This allegation is founded in established fact, but is framed in stark relief by the Martinez lawsuit: in the 1980s, Martinez v Kraft Heinz says, “Big Tobacco took over the American food environment,” with global cigarette manufacturer Philip Morris (maker of Marlboro, among others) buying General Foods and Kraft, and RJ Reynolds (Camel, among others) buying Nabisco, Del Monte, KFC, and others. “Collectively, Philip Morris and RJ Reynolds dominated the US food system for decades,” the document says, using “their cigarette playbook to fill our food environment with addictive substances that are aggressively marketed to children and minorities.”

How does this work, in practice? Big Tobacco companies intentionally designed UPF products to “hack the physiological structures of our brains,” the case says, using UPF product formulation strategies “guided by the same tobacco company scientists and the same kind of brain research on sensory perceptions, physiological psychology, and chemical senses that were used to increase the addictiveness of cigarettes.”

Furthermore, these formulations strategies were quickly adopted throughout the UPF industry, the case says, “with the goal of driving consumption, and defendants’ (food companies’) profits, at all costs.” 

Professor Susan Goldstein of the Wits/SAMRC Centre expanded on this for Daily Maverick: “They paid researchers to bring out an alternative narrative, they advertised to children (while denying it), they bribed policymakers, and argued that their businesses are beneficial to society and if limited or controlled, jobs would be lost.

“What is interesting about this court case,” Goldstein said, “is that the tobacco industry is clearly shown to have been involved in ‘Big Food’ developing their products to become addictive. The tobacco industry owned many food companies and poured millions into research to find how addiction works, and then applied this to processed food. And it has clearly worked (for food, too). They also shared the marketing, corporate ‘washing’ and other aspects of their playbook to maximise profits.
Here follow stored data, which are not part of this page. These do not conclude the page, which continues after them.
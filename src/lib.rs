mod client;
pub mod codec;
pub mod codes;
mod diff;
mod error;
mod logger;
pub mod protocol;
pub mod tree;
mod types;

pub use client::{DaikinClient, DaikinClientBuilder, DEFAULT_SCAN_INTERVAL};
pub use error::{Error, Result};
pub use logger::MessageLogMode;
pub use protocol::Attribute;
pub use types::*;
“This is just a section of what is now referred to as the ‘industry playbook’,” Goldstein explained, “and unfortunately (other) industries (such as Big Food and Big Alcohol) use exactly the same playbook to prioritise their profits over the health of people,” Goldstein said.

Lawyer Mike Morgan said in an online statement that Martinez “will live the rest of his life sick, suffering, and getting sicker” —  as will thousands of others similarly affected.
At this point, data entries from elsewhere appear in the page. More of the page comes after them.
use std::fmt;

/// Temperature in Celsius. The unit reports setpoints in 0.5 degree steps
/// and the indoor sensor in whole degrees.
#[derive(Debug, Clone, Copy, PartialEq)]
pub struct Temperature(f64);

impl Temperature {
    pub fn from_celsius(c: f64) -> Self {
        Self(c)
    }

    pub fn celsius(&self) -> f64 {
        self.0
    }

    pub fn fahrenheit(&self) -> f64 {
        self.0 * (9.0 / 5.0) + 32.0
    }

    /// Round to the unit's setpoint precision (0.5 increments).
    pub fn to_half_degrees(&self) -> f64 {
        (self.0 * 2.0).round() / 2.0
    }
}

impl fmt::Display for Temperature {
    fn fmt(&self, f: &mut fmt::Formatter<'_>) -> fmt::Result {
        write!(f, "{:.1}\u{00b0}C", self.0)
    }
}

#[derive(Debug, Clone, Copy, PartialEq, Eq, Hash, Default)]
pub enum HvacMode {
    #[default]
    Off,
    Heat,
    Cool,
    Auto,
    Dry,
    FanOnly,
}

impl HvacMode {
    pub const ALL: [HvacMode; 6] = [
        HvacMode::Off,
        HvacMode::Heat,
        HvacMode::Cool,
        HvacMode::Auto,
        HvacMode::Dry,
        HvacMode::FanOnly,
    ];

    pub fn as_str(&self) -> &'static str {
        match self {
            HvacMode::Off => "off",
            HvacMode::Heat => "heat",
            HvacMode::Cool => "cool",
            HvacMode::Auto => "auto",
            HvacMode::Dry => "dry",
            HvacMode::FanOnly => "fan_only",
        }
    }

    pub fn parse(s: &str) -> Option<Self> {
        Self::ALL.into_iter().find(|m| m.as_str() == s)
    }
}

#[derive(Debug, Clone, Copy, PartialEq, Eq, Hash, Default)]
pub enum FanMode {
    #[default]
    Quiet,
    Auto,
    Level1,
    Level2,
    Level3,
    Level4,
    Level5,
}

impl FanMode {
    pub const ALL: [FanMode; 7] = [
        FanMode::Quiet,
        FanMode::Auto,
        FanMode::Level1,
        FanMode::Level2,
        FanMode::Level3,
        FanMode::Level4,
        FanMode::Level5,
    ];

    pub fn label(&self) -> &'static str {
        match self {
            FanMode::Quiet => "Quiet",
            FanMode::Auto => "Auto",
            FanMode::Level1 => "Level 1",
            FanMode::Level2 => "Level 2",
            FanMode::Level3 => "Level 3",
            FanMode::Level4 => "Level 4",
            FanMode::Level5 => "Level 5",
        }
    }

    pub fn from_label(s: &str) -> Option<Self> {
        Self::ALL.into_iter().find(|m| m.label() == s)
    }
}

#[derive(Debug, Clone, Copy, PartialEq, Eq, Hash, Default)]
pub enum SwingMode {
    #[default]
    Off,
    Vertical,
    Horizontal,
    Both,
}

impl SwingMode {
    pub const ALL: [SwingMode; 4] = [
        SwingMode::Off,
        SwingMode::Both,
        SwingMode::Vertical,
        SwingMode::Horizontal,
    ];

    pub fn as_str(&self) -> &'static str {
        match self {
            SwingMode::Off => "off",
            SwingMode::Vertical => "vertical",
            SwingMode::Horizontal => "horizontal",
            SwingMode::Both => "both",
        }
    }

    pub fn parse(s: &str) -> Option<Self> {
        Self::ALL.into_iter().find(|m| m.as_str() == s)
    }

    pub fn from_axes(vertical: bool, horizontal: bool) -> Self {
        match (vertical, horizontal) {
            (true, true) => SwingMode::Both,
            (true, false) => SwingMode::Vertical,
            (false, true) => SwingMode::Horizontal,
            (false, false) => SwingMode::Off,
        }
    }

    /// (vertical, horizontal)
    pub fn axes(&self) -> (bool, bool) {
        match self {
            SwingMode::Off => (false, false),
            SwingMode::Vertical => (true, false),
            SwingMode::Horizontal => (false, true),
            SwingMode::Both => (true, true),
        }
    }
}

/// Snapshot of everything a refresh reads from the unit.
#[derive(Debug, Clone, Default, PartialEq)]
pub struct DeviceState {
    pub hvac_mode: HvacMode,
    pub fan_mode: FanMode,
    pub swing_mode: SwingMode,
    pub current_temperature: Option<Temperature>,
    /// `None` in modes without a settable setpoint.
    pub target_temperature: Option<Temperature>,
    pub outside_temperature: Option<Temperature>,
    pub humidity: Option<u32>,
    pub runtime_today: Option<f64>,
    pub energy_today: Option<f64>,
    pub mac: Option<String>,
}

impl DeviceState {
    pub fn is_on(&self) -> bool {
        self.hvac_mode != HvacMode::Off
    }
}

/// Events emitted after a refresh when state changes.
#[derive(Debug, Clone, PartialEq)]
pub enum Event {
    ModeChanged { mode: HvacMode },
    FanModeChanged { mode: FanMode },
    SwingModeChanged { mode: SwingMode },
    TargetTemperatureChanged { temp: Option<Temperature> },
    IndoorTemperatureChanged { temp: Temperature },
    OutdoorTemperatureChanged { temp: Temperature },
    HumidityChanged { humidity: u32 },
    EnergyChanged { energy: f64 },
    RuntimeChanged { runtime: f64 },
}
Will the outcome of this court case finally turn the tide on UPFs? A U.S.-based source who did not want to be named but is an expert on the US legal system told Daily Maverick that “there’s definitely an expectation that there will be many similar lawsuits, which would be consolidated in one or a few courts for pretrial proceedings. These kinds of mass torts can involve hundreds of cases to, at the very high end, hundreds of thousands.” The source explained that such cases are different from ‘class actions’, in which large numbers of people jointly sue, “but they usually end with a common settlement”.

The date for the actual court case is still to be determined. Daily Maverick will continue to cover this lawsuit and related issues.

Adèle Sulcas is a writer and senior advisor for Daily Maverick’s ‘Food Justice’ project, writing about food policy and systems, and intersections with climate and health. 

Comments

Tim Bester Dec 13, 2024, 03:25 PM

This is a silly lawsuit. Does this teen not have any responsibility for the foods he eats? Perhaps he should sue his parents.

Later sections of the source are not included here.